Veniamo alla tappa. Quando c’è di mezzo Pau, lo sanno tutti, le montagne sono lontane; solitamente dall’arrivo, poi per fortuna da qualche anno la simpatica città pirenaica funge più da partenza o da sede di frazioni a cronometro o da volata, insomma diciamo che la sua presenza non disturba più di tanto lo svolgimento dei tapponi. Oggi per esempio ci si partiva per la frazione numero 18, appena 129.7 km di sviluppo, il Tourmalet a caratterizzare il percorso e l’arrivo in salita a Luz Ardiden a fungere da giudice finale.

Essendoci Pau, ecco i 70 km di pianura prima della prima salita. E qui si è svolto un tipo di corsa, incentrato più che altro sul traguardo volante di Pouzac (km 62), e coinvolgente (spericolato participio presente) al contempo tre attaccanti partiti al primo chilometro: Matej Mohoric (Bahrain-Victorious), Sean Bennett (Qhubeka NextHash) e Christopher Juul-Jensen (BikeExchange); tra i vari tentativi successivi di rientrare sul terzetto, l’unico ad avere senso è stato quello condotto da Julian Alaphilippe (Deceuninck-Quick Step): l’iridato è uscito al km 8, poi al 16 è stato raggiunto da Pierre-Luc Périchon (Cofidis, Solutions Crédits), e in una singolare progressione aritmetica al 32 è rientrato sui battistrada. Il gruppo in quel momento veleggiava a 1’30”, e la Bahrain-Victorious si occupava di controllare che la fuga non prendesse il largo. Del resto, dei cinque di testa ben due (CJJ e Mohoric) non collaboravano, per ragioni diverse. Ad ogni buon conto, una prima ora a 45 km/h e la paura passava via.

Visto che il ritmo dei Bahrain non era soddisfacente per tutti, ci ha pensato la BikeExchange ad aumentare l’andatura: ecco perché Juul-Jensen non collaborava davanti, anzi, per sgomberare proprio il campo da qualsivoglia dubbio il danese s’è direttamente rialzato e ha aspettato i compagni dietro. Il tutto giustificato, come scritto più su, dall’appropinquarsi del traguardo volante. Tra i battistrada è passato per primo Julian, per il gruppo ha vinto senza problemi Mark Cavendish (Deceuninck), giusto per allungare un altro po’ nella classifica a punti.
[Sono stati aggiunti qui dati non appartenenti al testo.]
use serde::{Deserialize, Serialize};
use std::collections::HashMap;

use crate::entity::Entity;

// Packet types for client-server communication
#[derive(Debug, Serialize, Deserialize, Clone)]
pub enum Packet {
    // Connection management
    ConnectionRequest { client_version: u32 },
    ConnectionAccepted { client_id: u32 },
    Heartbeat { timestamp: u64 },
    Disconnect { reason: String },

    // Game state
    PlayerInput {
        sequence: u32,
        timestamp: u64,
        input_vector: (f32, f32),
    },
    GameState {
        timestamp: u64,
        last_processed_input: HashMap<u32, u32>, // client_id -> sequence
        entities: Vec<Entity>,
    },
}

// Input state from client
#[derive(Debug, Clone)]
pub struct InputState {
    pub client_id: u32,
    pub sequence: u32,
    pub timestamp: u64,
    pub input_vector: (f32, f32),
}

// Events from network thread to game thread
pub enum NetworkEvent {
    NewConnection { client_id: u32, sender: tokio::sync::mpsc::Sender<tokio_tungstenite::tungstenite::Message> },
    ClientDisconnect { client_id: u32 },
    PlayerInput { 
        client_id: u32,
        sequence: u32,
        timestamp: u64,
        input_vector: (f32, f32),
    },
}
Superato lo sprint intermedio mancavano all’arrivo 67 km di cui 30 di salita. Lo scenario è cambiato con una serie di attacchi partiti a manovella dal plotone, evitiamo di citarli tutti ma se non altro possiamo dire che prima Périchon si è staccato, poi anche Bennett si è rialzato, e davanti, ancor prima che cominciasse il Tourmalet, son rimasti i soli Alaphilippe e Mohoric; tra i vari fuoriusciti dal gruppo, a mezza strada trovavamo Pierre Rolland (B&B Hotels p/b KTM) e ancora Juul-Jensen; il gruppo sempre a un minutino abbondante.
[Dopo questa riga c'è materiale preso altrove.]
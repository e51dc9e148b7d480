use macroquad::prelude::*;
use shared::{Player, FLOOR_Y, PLAYER_SIZE};

#[derive(Debug, Clone)]
pub struct RenderConfig {
    pub client_id: Option<u32>,
    pub prediction_enabled: bool,
    pub reconciliation_enabled: bool,
    pub interpolation_enabled: bool,
    pub ping_ms: u64,
    pub fake_ping_ms: u64,
}

#[derive(Debug, Clone)]
pub struct UiConfig {
    pub client_id: Option<u32>,
    pub prediction_enabled: bool,
    pub reconciliation_enabled: bool,
    pub interpolation_enabled: bool,
    pub ping_ms: u64,
    pub fake_ping_ms: u64,
    pub player_count: usize,
}

pub struct Renderer {
    width: f32,
    height: f32,
}

impl Renderer {
    pub fn new(width: usize, height: usize) -> Result<Self, Box<dyn std::error::Error>> {
        Ok(Renderer {
            width: width as f32,
            height: height as f32,
        })
    }

    pub fn render(&mut self, players: &[Player], config: RenderConfig) {
        clear_background(Color::from_rgba(26, 26, 26, 255));

        self.draw_floor();

        for player in players {
            let is_local_player = Some(player.id) == config.client_id;
            let color = if is_local_player {
                GREEN
            } else {
                Color::from_rgba(255, 68, 68, 255)
            };

            self.draw_player(player, color);

            if is_local_player {
                self.draw_velocity_vector(player);
            }

            self.draw_player_id(player);
        }

        let ui_config = UiConfig {
            client_id: config.client_id,
            prediction_enabled: config.prediction_enabled,
            reconciliation_enabled: config.reconciliation_enabled,
            interpolation_enabled: config.interpolation_enabled,
            ping_ms: config.ping_ms,
            fake_ping_ms: config.fake_ping_ms,
            player_count: players.len(),
        };
        self.draw_ui(ui_config);
    }

    fn draw_floor(&mut self) {
        let floor_y = FLOOR_Y;
        draw_rectangle(
            0.0,
            floor_y,
            self.width,
            self.height - floor_y,
            Color::from_rgba(68, 68, 68, 255),
        );
    }

    fn draw_player(&mut self, player: &Player, color: Color) {
        draw_rectangle(player.x, player.y, PLAYER_SIZE, PLAYER_SIZE, color);

        draw_rectangle_lines(player.x, player.y, PLAYER_SIZE, PLAYER_SIZE, 2.0, WHITE);
    }

    fn draw_velocity_vector(&mut self, player: &Player) {
        let center_x = player.x + PLAYER_SIZE / 2.0;
        let center_y = player.y + PLAYER_SIZE / 2.0;

        let vel_scale = 0.15;
        let end_x = center_x + player.vel_x * vel_scale;
        let end_y = center_y + player.vel_y * vel_scale;

        if player.vel_x.abs() > 10.0 || player.vel_y.abs() > 10.0 {
            draw_line(center_x, center_y, end_x, end_y, 2.0, YELLOW);
            self.draw_arrow_head(center_x, center_y, end_x, end_y);
        }
    }

    fn draw_arrow_head(&mut self, x0: f32, y0: f32, x1: f32, y1: f32) {
        let dx = x1 - x0;
        let dy = y1 - y0;
        let length = (dx * dx + dy * dy).sqrt();

        if length < 5.0 {
            return;
        }

        let arrow_size = 5.0;
        let nx = dx / length;
        let ny = dy / length;

        let px = -ny;
        let py = nx;

        let base_x = x1 - nx * arrow_size;
        let base_y = y1 - ny * arrow_size;

        let left_x = base_x + px * (arrow_size / 2.0);
        let left_y = base_y + py * (arrow_size / 2.0);
        let right_x = base_x - px * (arrow_size / 2.0);
        let right_y = base_y - py * (arrow_size / 2.0);

        draw_line(x1, y1, left_x, left_y, 1.0, YELLOW);
        draw_line(x1, y1, right_x, right_y, 1.0, YELLOW);
    }

    fn draw_player_id(&mut self, player: &Player) {
        let id_color = match player.id % 8 {
            0 => WHITE,
            1 => RED,
            2 => GREEN,
            3 => BLUE,
            4 => YELLOW,
            5 => MAGENTA,
            6 => Color::from_rgba(0, 255, 255, 255),
            _ => Color::from_rgba(136, 136, 136, 255),
        };

        let id_x = player.x + PLAYER_SIZE / 2.0 - 2.0;
        let id_y = player.y - 8.0;

        draw_rectangle(id_x, id_y, 4.0, 4.0, id_color);
    }

    fn draw_ui(&mut self, config: UiConfig) {
        let y_start = 10.0;
        let indicator_size = 12.0;
        let spacing = 25.0;

        let features = [
            ("P", config.prediction_enabled),
            ("R", config.reconciliation_enabled),
            ("I", config.interpolation_enabled),
        ];

        for (i, (label, enabled)) in features.iter().enumerate() {
            let x = 10.0 + (i as f32) * spacing;
            let color = if *enabled { GREEN } else { RED };

            draw_rectangle(x, y_start, indicator_size, indicator_size, color);
            draw_rectangle_lines(x, y_start, indicator_size, indicator_size, 1.0, WHITE);

            draw_text(label, x + 3.0, y_start + indicator_size + 12.0, 12.0, WHITE);
        }

        let connection_color = if config.client_id.is_some() {
            GREEN
        } else {
            RED
        };
        draw_rectangle(10.0, y_start + 35.0, 8.0, 8.0, connection_color);
        draw_text("CON", 20.0, y_start + 35.0 + 8.0, 12.0, WHITE);

        let ping_y = y_start + 50.0;
        let total_ping = config.ping_ms + config.fake_ping_ms;
        let ping_bars = ((total_ping / 20).min(10)) as i32;

        for i in 0..10i32 {
            let bar_color = if i < ping_bars {
                if total_ping < 50 {
                    GREEN
                } else if total_ping < 100 {
                    YELLOW
                } else {
                    RED
                }
            } else {
                Color::from_rgba(51, 51, 51, 255)
            };

            draw_rectangle(10.0 + (i as f32) * 3.0, ping_y, 2.0, 8.0, bar_color);
        }

        let ping_text = format!("{}ms", total_ping);
        draw_text(&ping_text, 45.0, ping_y + 8.0, 12.0, WHITE);

        let player_y = ping_y + 15.0;
        for i in 0..(config.player_count.min(8)) {
            draw_rectangle(
                10.0 + (i as f32) * 4.0,
                player_y,
                3.0,
                3.0,
                Color::from_rgba(0, 170, 255, 255),
            );
        }
        let player_text = format!("{} players", config.player_count);
        draw_text(&player_text, 45.0, player_y + 3.0, 12.0, WHITE);
    }
}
Ai -52 partiva la salita e con essa abbiamo avuto altri tentativi in gruppo: Kenny Elissonde (Trek-Segafredo) e Pierre Latour (TotalEnergies) hanno preso il posto di Juul-Jensen all’inseguimento (con Rolland) della coppia al comando; quindi Valentin Madouas (Groupama-FDJ) ha preparato il terreno a un nuovo attacco di David Gaudu e quando a 11 km dalla vetta (ai -46) l’undicesimo della generale s’è mosso insieme a Ruben Guerreiro (EF Education-Nippo) e gli Astana-Premier Tech Ion Izagirre e Ómar Fraile, il giovane luogotenente l’ha aspettato e l’ha aiutato a riportarsi sul gruppetto Rolland.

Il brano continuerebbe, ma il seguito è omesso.